放夢新聞 知って得する歯の話 第十五回「小児歯科(2)」
[第988号 平成23年3月21日発行]
前回に引き続き、小児歯科で大切なことをお話します。
最近はプレママ(妊娠中のママ)や育メン(育児をするパパ)という現象がブームになっています。この現象は良い傾向にあって、お子さんの健康や教育に関して非常に熱心です。「予防歯科」だけでなく、「食育」や「外国語」「リトミック」といったお子さんのためにご両親が勉強されていることも多いようです。
そこで今回の話しは、日本と外国の比較をしたいと思います。どうしてかと言うと、このように学ぶ意識のある方々から、さらに子どもたちに伝わり、近い将来には
《小児歯科=予防歯科》
の方程式が当り前の時代が来ることを期待しているからです。
予防歯科先進国は北欧のフィンランドです。
フィンランドでは十二歳児のDMFT値(虫歯、治療した歯、抜かれた歯の合計)は1.2本(1991年)です。日本は3.7本(1993年)です。
WHOが2000年の目標としていたのは3本以下でした。日本はまだ予防歯科の後進国だと言っても過言ではありません。
では予防歯科先進国のフィンランドは昔から予防歯科が根付いていたのでしょうか。いいえ違います。1975年頃のフィンランドのDMFT値は6.9本で、日本は5.6本です。当時は、日本よりも虫歯の数は多かったのです。国は35年を掛けて、予防歯科に取り組みました。その結果です。日本もこれらと同じことが言えると思います。熱心に取り組んでくれている両親の教えが、子どもからまたその子どもへと受け継がれ、30年後には日本は予防歯科先進国になってくれればと期待しています。
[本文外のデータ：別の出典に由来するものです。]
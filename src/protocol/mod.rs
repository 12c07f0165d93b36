//! Wire format shared by every client and server role

pub mod error;
pub mod message;

pub use error::{ProtocolError, Result as ProtocolResult};
pub use message::{
    stamp_server_timestamps, Packet, PacketHeader, SequenceNumber, HEADER_SIZE, MAX_PACKET_SIZE,
    MIN_PACKET_SIZE, SYNC_SEQUENCE_SPAN, SYNC_SEQUENCE_START,
};
//! Client-side clock offset estimation.
//!
//! Each round is a four-timestamp exchange in the style of NTP:
//!
//! ```text
//!   client             server
//!   t1 ───probe──────▶ t2
//!   t4 ◀────echo────── t3
//! ```
//!
//! `rtt = (t4 - t1) - (t3 - t2)` and `offset = ((t2 - t1) + (t3 - t4)) / 2`.
//! The round with the smallest RTT is the one least disturbed by queuing, so its
//! offset is kept. The server never adjusts anything; it only reports its clock.

use crate::client::constants::SYNC_ATTEMPT_FACTOR;
use crate::client::measurement::await_echo;
use crate::protocol::{Packet, SYNC_SEQUENCE_SPAN};
use crate::time::{delta_us, timestamp_us};
use crate::transport::NetworkSocket;
use std::thread;
use std::time::Duration;
use tracing::{debug, info, warn};

/// Server clock minus client clock, in microseconds.
#[derive(Debug, Clone, Copy, PartialEq, Eq)]
pub struct ClockOffset(pub i64);

/// Timestamps of one completed sync exchange.
#[derive(Debug, Clone, Copy, PartialEq, Eq)]
pub struct SyncRound {
    pub t1: u64,
    pub t2: u64,
    pub t3: u64,
    pub t4: u64,
}

impl SyncRound {
    pub fn rtt_us(&self) -> i64 {
        delta_us(self.t4, self.t1) - delta_us(self.t3, self.t2)
    }

    pub fn offset_us(&self) -> i64 {
        (delta_us(self.t2, self.t1) + delta_us(self.t3, self.t4)) / 2
    }
}

#[derive(Debug, Clone, Copy, PartialEq, Eq)]
pub struct SyncOutcome {
    pub offset: ClockOffset,
    pub min_rtt_us: i64,
    pub successful_rounds: usize,
    pub attempts: usize,
}

/// Offset of the round with the smallest RTT; the earliest round wins ties.
pub fn best_offset(rounds: &[SyncRound]) -> Option<(ClockOffset, i64)> {
    rounds
        .iter()
        .min_by_key(|round| round.rtt_us())
        .map(|round| (ClockOffset(round.offset_us()), round.rtt_us()))
}

/// Run one sync exchange. `attempt` selects the reserved sequence number.
fn sync_round<S: NetworkSocket>(socket: &mut S, attempt: usize) -> crate::Result<SyncRound> {
    let t1 = timestamp_us();
    let probe = Packet::sync_probe(attempt, t1);
    socket.send_packet(&probe)?;
    let echo = await_echo(socket, probe.sequence)?;
    let t4 = timestamp_us();
    Ok(SyncRound {
        t1,
        t2: echo.server_recv_ts,
        t3: echo.server_send_ts,
        t4,
    })
}

/// Estimate the clock offset against the server.
///
/// Runs until `rounds` exchanges succeed, pausing `pacing` between attempts.
/// Failed rounds are skipped and do not count; after `rounds * 3` attempts (never
/// more than the reserved sequence range holds) the estimate uses whatever
/// succeeded. Returns `None` if nothing did.
pub fn synchronize_clocks<S: NetworkSocket>(
    socket: &mut S,
    rounds: usize,
    pacing: Duration,
) -> Option<SyncOutcome> {
    info!(rounds = rounds, "Attempting clock synchronization with server");

    // One reserved sequence number per attempt, so a late echo of a failed
    // attempt never matches a later one.
    let max_attempts = (rounds * SYNC_ATTEMPT_FACTOR).min(SYNC_SEQUENCE_SPAN as usize);
    let mut completed = Vec::with_capacity(rounds);
    let mut attempts = 0usize;

    while completed.len() < rounds && attempts < max_attempts {
        match sync_round(socket, attempts) {
            Ok(round) => {
                debug!(
                    attempt = attempts,
                    rtt_us = round.rtt_us(),
                    offset_us = round.offset_us(),
                    "Sync round completed"
                );
                completed.push(round);
            }
            Err(e) => warn!(attempt = attempts, error = %e, "Sync round failed"),
        }
        attempts += 1;

        if completed.len() < rounds && attempts < max_attempts {
            thread::sleep(pacing);
        }
    }

    let (offset, min_rtt_us) = best_offset(&completed)?;
    info!(
        offset_us = offset.0,
        offset_ms = offset.0 as f64 / 1000.0,
        min_rtt_us = min_rtt_us,
        rounds = completed.len(),
        "Clock synchronization complete"
    );
    Some(SyncOutcome {
        offset,
        min_rtt_us,
        successful_rounds: completed.len(),
        attempts,
    })
}

#[cfg(test)]
mod tests {
    use super::*;
    use crate::error::Error;
    use crate::transport::MockNetworkSocket;
    use std::sync::{Arc, Mutex};

    fn round(t1: u64, t2: u64, t3: u64, t4: u64) -> SyncRound {
        SyncRound { t1, t2, t3, t4 }
    }

    #[test]
    fn test_round_arithmetic() {
        // server 1000 µs ahead, 50 µs each way, 10 µs processing
        let r = round(10_000, 11_050, 11_060, 10_110);
        assert_eq!(r.rtt_us(), 100);
        assert_eq!(r.offset_us(), 1000);
    }

    #[test]
    fn test_offset_can_be_negative() {
        // server 500 µs behind
        let r = round(10_000, 9_550, 9_550, 10_100);
        assert_eq!(r.offset_us(), -500);
    }

    #[test]
    fn test_best_offset_uses_min_rtt_round() {
        let rounds = [
            round(0, 1_300, 1_300, 400),   // rtt 400, offset 1100
            round(0, 1_040, 1_040, 80),    // rtt 80, offset 1000
            round(0, 1_500, 1_510, 1_000), // rtt 990, offset 1005
        ];
        assert_eq!(best_offset(&rounds), Some((ClockOffset(1000), 80)));
    }

    #[test]
    fn test_best_offset_tie_keeps_first() {
        let rounds = [round(0, 50, 50, 100), round(0, 70, 70, 100)];
        assert_eq!(best_offset(&rounds), Some((ClockOffset(0), 100)));
    }

    #[test]
    fn test_best_offset_empty() {
        assert_eq!(best_offset(&[]), None);
    }

    /// Mock server whose clock is `skew` µs ahead of ours.
    fn skewed_server(skew: u64, fail_every_other: bool) -> MockNetworkSocket {
        let last = Arc::new(Mutex::new(None::<Packet>));
        let sent = Arc::clone(&last);
        let mut mock = MockNetworkSocket::new();
        mock.expect_send_packet().returning(move |p| {
            assert!(p.sequence.is_sync());
            let mut echo = p.clone();
            let now = timestamp_us() + skew;
            echo.server_recv_ts = now;
            echo.server_send_ts = now;
            *sent.lock().unwrap() = Some(echo);
            Ok(p.declared_size())
        });
        let mut calls = 0usize;
        mock.expect_recv_packet().returning(move || {
            calls += 1;
            if fail_every_other && calls % 2 == 0 {
                return Err(Error::Timeout);
            }
            Ok(last.lock().unwrap().clone().unwrap())
        });
        mock
    }

    #[test]
    fn test_synchronize_estimates_server_skew() {
        let skew = 5_000_000;
        let mut socket = skewed_server(skew, false);
        let outcome = synchronize_clocks(&mut socket, 5, Duration::ZERO).unwrap();
        assert_eq!(outcome.successful_rounds, 5);
        assert_eq!(outcome.attempts, 5);
        // local loop adds a few µs at most
        assert!((outcome.offset.0 - skew as i64).abs() < 50_000);
    }

    #[test]
    fn test_failed_rounds_do_not_count() {
        let mut socket = skewed_server(0, true);
        let outcome = synchronize_clocks(&mut socket, 4, Duration::ZERO).unwrap();
        assert_eq!(outcome.successful_rounds, 4);
        assert_eq!(outcome.attempts, 7);
    }

    #[test]
    fn test_all_rounds_failing_yields_none() {
        let mut socket = MockNetworkSocket::new();
        socket.expect_send_packet().returning(|p| Ok(p.declared_size()));
        socket.expect_recv_packet().returning(|| Err(Error::Timeout));
        assert_eq!(synchronize_clocks(&mut socket, 3, Duration::ZERO), None);
    }

    #[test]
    fn test_attempts_never_reuse_a_sequence_number() {
        let seen = Arc::new(Mutex::new(Vec::new()));
        let log = Arc::clone(&seen);
        let mut socket = MockNetworkSocket::new();
        socket.expect_send_packet().returning(move |p| {
            log.lock().unwrap().push(p.sequence);
            Ok(p.declared_size())
        });
        socket.expect_recv_packet().returning(|| Err(Error::Timeout));

        assert_eq!(synchronize_clocks(&mut socket, 10, Duration::ZERO), None);

        let seen = seen.lock().unwrap();
        assert_eq!(seen.len(), SYNC_SEQUENCE_SPAN as usize);
        assert!(seen.iter().all(|s| s.is_sync()));
        let mut unique: Vec<u64> = seen.iter().map(|s| s.0).collect();
        unique.sort_unstable();
        unique.dedup();
        assert_eq!(unique.len(), seen.len());
    }
}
小児歯科には矯正歯科もありますし、治療ももちろんあります。しかしそこには個人差があるので、広く皆さんにお話しするには難しい事柄もあります。故に予防歯科の基本的な考え方で、小児歯科に通じる話しをさせてもらっています。
フィンランドの予防歯科のキーワードです。
- 正しい食生活
- 正しい歯磨き指導
- フッ素
- キシリトール
- 定期健診と予防処置
これらを幼児期から一つずつ慣れ親しんでいく、ご両親、おじいちゃん、おばあちゃんも一緒に取り組んでいくことで、お子さんやお孫さんも自然と歯を大切に、虫歯になりにくい環境ができるようになっていきます。
20年後には、虫歯があることが恥ずかしいと思う時代がやってくるよう、私も皆さんのお役にたてるように精進していきます。